**Input material**
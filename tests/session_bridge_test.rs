use optjournal::domain::{ymd, Action, ContractId, Decimal, Leg, PutCall, Trade, Transaction, UnderlyingKind};
use optjournal::engine::itm::{classify, ItmColor};
use optjournal::engine::position;
use optjournal::engine::reconcile::{BrokerPosition, PositionKey};
use optjournal::journal::{spawn_journal_service, Journal, JournalHandle};
use optjournal::market::{
    ConnectionState, GatewayEvent, MarketDataBridge, MockConnector, MockGateway, MockQuoteSource,
    PortfolioUpdate, PriceField, QuoteError, Session, SessionConfig,
};
use std::future::Future;
use std::sync::Arc;
use std::time::Duration;

fn d(s: &str) -> Decimal {
    Decimal::from_str_canonical(s).unwrap()
}

fn put_spread() -> Trade {
    put_spread_on("AAPL")
}

fn put_spread_on(symbol: &str) -> Trade {
    let mut trade = Trade::new(symbol, "", 0);
    position::record_transaction(
        &mut trade,
        Transaction::new(
            ymd(2024, 1, 2),
            "put spread",
            UnderlyingKind::Options,
            1,
            d("1.20"),
            d("100"),
            d("1.30"),
            d("118.70"),
        )
        .with_legs([
            Leg::opening(-2, ymd(2024, 3, 15), "150", Some(PutCall::Put), Action::SellToOpen, UnderlyingKind::Options),
            Leg::opening(2, ymd(2024, 3, 15), "145", Some(PutCall::Put), Action::BuyToOpen, UnderlyingKind::Options),
        ]),
    )
    .unwrap();
    trade
}

fn put_key(strike: &str) -> PositionKey {
    PositionKey::new("AAPL", UnderlyingKind::Options, ymd(2024, 3, 15), strike, Some(PutCall::Put))
}

struct TestSession {
    session: Arc<Session>,
    journal: JournalHandle,
    connector: Arc<MockConnector>,
}

fn setup_session(connector: MockConnector, quotes: MockQuoteSource) -> TestSession {
    setup_session_with(vec![put_spread()], connector, quotes)
}

fn setup_session_with(trades: Vec<Trade>, connector: MockConnector, quotes: MockQuoteSource) -> TestSession {
    let (journal, _task) = spawn_journal_service(Journal::new(trades), None);
    let connector = Arc::new(connector);
    let bridge = Arc::new(MarketDataBridge::new(journal.clone(), Arc::new(quotes)));
    let session = Session::new(
        connector.clone(),
        bridge,
        journal.clone(),
        SessionConfig {
            ticker_refresh: Duration::from_millis(10),
            keepalive: Duration::from_millis(50),
        },
    );
    TestSession {
        session,
        journal,
        connector,
    }
}

async fn eventually<F, Fut>(mut check: F)
where
    F: FnMut() -> Fut,
    Fut: Future<Output = bool>,
{
    let result = tokio::time::timeout(Duration::from_secs(2), async {
        while !check().await {
            tokio::time::sleep(Duration::from_millis(5)).await;
        }
    })
    .await;
    assert!(result.is_ok(), "condition not reached in time");
}

async fn first_trade(journal: &JournalHandle) -> Trade {
    journal.trades().await.unwrap().remove(0)
}

async fn subscribed_gateway(test: &TestSession) -> Arc<MockGateway> {
    let gateway = test.connector.latest().unwrap();
    let watched = gateway.clone();
    eventually(|| {
        let watched = watched.clone();
        async move { !watched.subscriptions().is_empty() }
    })
    .await;
    gateway
}

#[tokio::test]
async fn test_price_ticks_reach_trade_and_itm() {
    let test = setup_session(MockConnector::new(), MockQuoteSource::new());
    test.session.connect().await.unwrap();

    let gateway = subscribed_gateway(&test).await;
    let (ticker_id, contract) = gateway.subscriptions().remove(0);
    assert_eq!(contract.symbol, "AAPL");
    assert_eq!(test.session.bridge().subscription_count(), 1);

    gateway.emit(GatewayEvent::PriceTick {
        ticker_id,
        field: PriceField::Close,
        price: d("151.20"),
    });
    gateway.emit(GatewayEvent::PriceTick {
        ticker_id,
        field: PriceField::Last,
        price: d("148.75"),
    });
    // Sentinel price, ignored.
    gateway.emit(GatewayEvent::PriceTick {
        ticker_id,
        field: PriceField::Last,
        price: d("-1"),
    });

    let journal = test.journal.clone();
    eventually(|| {
        let journal = journal.clone();
        async move { first_trade(&journal).await.ticker_last_price == d("148.75") }
    })
    .await;
    let trade = first_trade(&test.journal).await;
    assert_eq!(trade.ticker_close_price, d("151.20"));
    assert_eq!(classify(&trade).color, ItmColor::Red);
    assert!(trade.ticker_data_requested);

    test.session.disconnect().await;
    assert_eq!(test.session.bridge().subscription_count(), 0);
}

#[tokio::test]
async fn test_portfolio_update_binds_contract_and_rolls_up() {
    let test = setup_session(MockConnector::new(), MockQuoteSource::new());
    test.session.connect().await.unwrap();
    let gateway = test.connector.latest().unwrap();

    let update = |pnl: &str| {
        GatewayEvent::PortfolioUpdate(PortfolioUpdate {
            contract_id: ContractId(7001),
            key: put_key("150"),
            position: -2,
            market_price: d("1.00"),
            market_value: d("-200"),
            average_cost: d("60"),
            unrealized_pnl: d(pnl),
        })
    };
    gateway.emit(update("-80"));

    let journal = test.journal.clone();
    eventually(|| {
        let journal = journal.clone();
        async move { !first_trade(&journal).await.rollup.total_position_cost.is_zero() }
    })
    .await;
    let trade = first_trade(&test.journal).await;
    assert_eq!(trade.rollup.total_position_cost, d("120"));
    assert_eq!(trade.rollup.total_unrealized_pnl, d("-80"));
    let short = trade.open_leg_iter().find(|l| l.strike_price == "150").unwrap();
    assert_eq!(short.contract_id, Some(ContractId(7001)));
    assert_eq!(short.quote.text.market_value, "-200.00");

    // Bound now: a later update overwrites the same leg.
    gateway.emit(update("40"));
    let journal = test.journal.clone();
    eventually(|| {
        let journal = journal.clone();
        async move { first_trade(&journal).await.rollup.total_unrealized_pnl == d("40") }
    })
    .await;
    assert_eq!(
        test.session
            .bridge()
            .contract_valuation(ContractId(7001))
            .unwrap()
            .average_cost,
        d("60")
    );

    test.session.disconnect().await;
}

#[tokio::test]
async fn test_entitlement_error_falls_back_to_previous_close() {
    let test = setup_session(
        MockConnector::new().with_denied_market_data("AAPL"),
        MockQuoteSource::new().with_close("AAPL", d("187.40")),
    );
    test.session.connect().await.unwrap();

    let journal = test.journal.clone();
    eventually(|| {
        let journal = journal.clone();
        async move { first_trade(&journal).await.ticker_last_price == d("187.40") }
    })
    .await;
    let trade = first_trade(&test.journal).await;
    assert_eq!(trade.ticker_close_price, d("187.40"));
    assert!(!classify(&trade).is_itm());

    test.session.disconnect().await;
}

#[tokio::test]
async fn test_failed_close_lookup_leaves_trade_unpriced() {
    let quotes = MockQuoteSource::new().with_error(QuoteError::Network("connection reset".to_string()));
    let lookups = quotes.clone();
    let test = setup_session(MockConnector::new().with_denied_market_data("AAPL"), quotes);
    test.session.connect().await.unwrap();

    eventually(|| {
        let lookups = lookups.clone();
        async move { lookups.lookups() > 0 }
    })
    .await;
    // Let any follow-up journal command land.
    tokio::time::sleep(Duration::from_millis(30)).await;

    let trade = first_trade(&test.journal).await;
    assert!(trade.ticker_last_price.is_zero());
    assert!(trade.ticker_close_price.is_zero());
    assert!(trade.ticker_data_requested);
    assert_eq!(test.session.state(), ConnectionState::Connected);
    // One fallback per subscription.
    assert_eq!(lookups.lookups(), 1);

    test.session.disconnect().await;
}

#[tokio::test]
async fn test_rejected_subscription_is_retried_without_dropping_others() {
    let test = setup_session_with(
        vec![put_spread_on("XYZ"), put_spread_on("AAPL")],
        MockConnector::new().with_rejected_subscriptions("XYZ"),
        MockQuoteSource::new(),
    );
    test.session.connect().await.unwrap();
    let gateway = test.connector.latest().unwrap();

    let attempts = |symbol: &'static str| {
        let gateway = gateway.clone();
        move || {
            gateway
                .subscriptions()
                .iter()
                .filter(|(_, contract)| contract.symbol == symbol)
                .count()
        }
    };
    let xyz_attempts = attempts("XYZ");
    eventually(|| {
        let n = xyz_attempts();
        async move { n >= 2 }
    })
    .await;

    assert_eq!(test.session.state(), ConnectionState::Connected);
    assert_eq!(attempts("AAPL")(), 1);
    assert_eq!(test.session.bridge().subscription_count(), 1);
    let trades = test.journal.trades().await.unwrap();
    assert!(!trades[0].ticker_data_requested);
    assert!(trades[1].ticker_data_requested);

    test.session.disconnect().await;
}

#[tokio::test]
async fn test_connect_reconciles_broker_positions() {
    let connector = MockConnector::new().with_positions(vec![
        BrokerPosition {
            contract_id: Some(ContractId(1)),
            key: put_key("150"),
            quantity: -2,
            average_cost: d("60"),
        },
        BrokerPosition {
            contract_id: Some(ContractId(2)),
            key: put_key("145"),
            quantity: 1,
            average_cost: d("40"),
        },
    ]);
    let test = setup_session(connector, MockQuoteSource::new());
    assert!(test.session.last_report().is_none());
    test.session.connect().await.unwrap();

    let session = test.session.clone();
    eventually(|| {
        let session = session.clone();
        async move { session.last_report().is_some() }
    })
    .await;
    let report = test.session.last_report().unwrap();
    assert!(!report.is_clean());
    assert_eq!(report.matched.len(), 1);
    assert_eq!(report.broker_only.len(), 1);
    assert_eq!(report.broker_only[0].local_quantity, 2);
    assert_eq!(report.broker_only[0].broker_quantity, 1);

    test.session.disconnect().await;
}

#[tokio::test]
async fn test_dropped_connection_recovers_and_resubscribes() {
    let test = setup_session(MockConnector::new(), MockQuoteSource::new());
    test.session.connect().await.unwrap();
    let first = subscribed_gateway(&test).await;

    first.drop_connection();
    let mut state = test.session.watch_state();
    tokio::time::timeout(
        Duration::from_secs(2),
        state.wait_for(|s| *s == ConnectionState::Disconnected),
    )
    .await
    .unwrap()
    .unwrap();
    assert!(test.session.bridge().client().is_none());
    assert_eq!(test.session.bridge().subscription_count(), 0);

    test.session.connect().await.unwrap();
    assert_eq!(test.connector.connections(), 2);
    let second = subscribed_gateway(&test).await;
    assert!(!Arc::ptr_eq(&first, &second));
    assert_eq!(second.subscriptions().len(), 1);

    test.session.disconnect().await;
    assert_eq!(test.session.state(), ConnectionState::Disconnected);
}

**Prompt**
Your answer should hold every line of the entries that contains the string "short".

**Answer box**
    let short = trade.open_leg_iter().find(|l| l.strike_price == "150").unwrap();
    assert_eq!(short.contract_id, Some(ContractId(7001)));
    assert_eq!(short.quote.text.market_value, "-200.00");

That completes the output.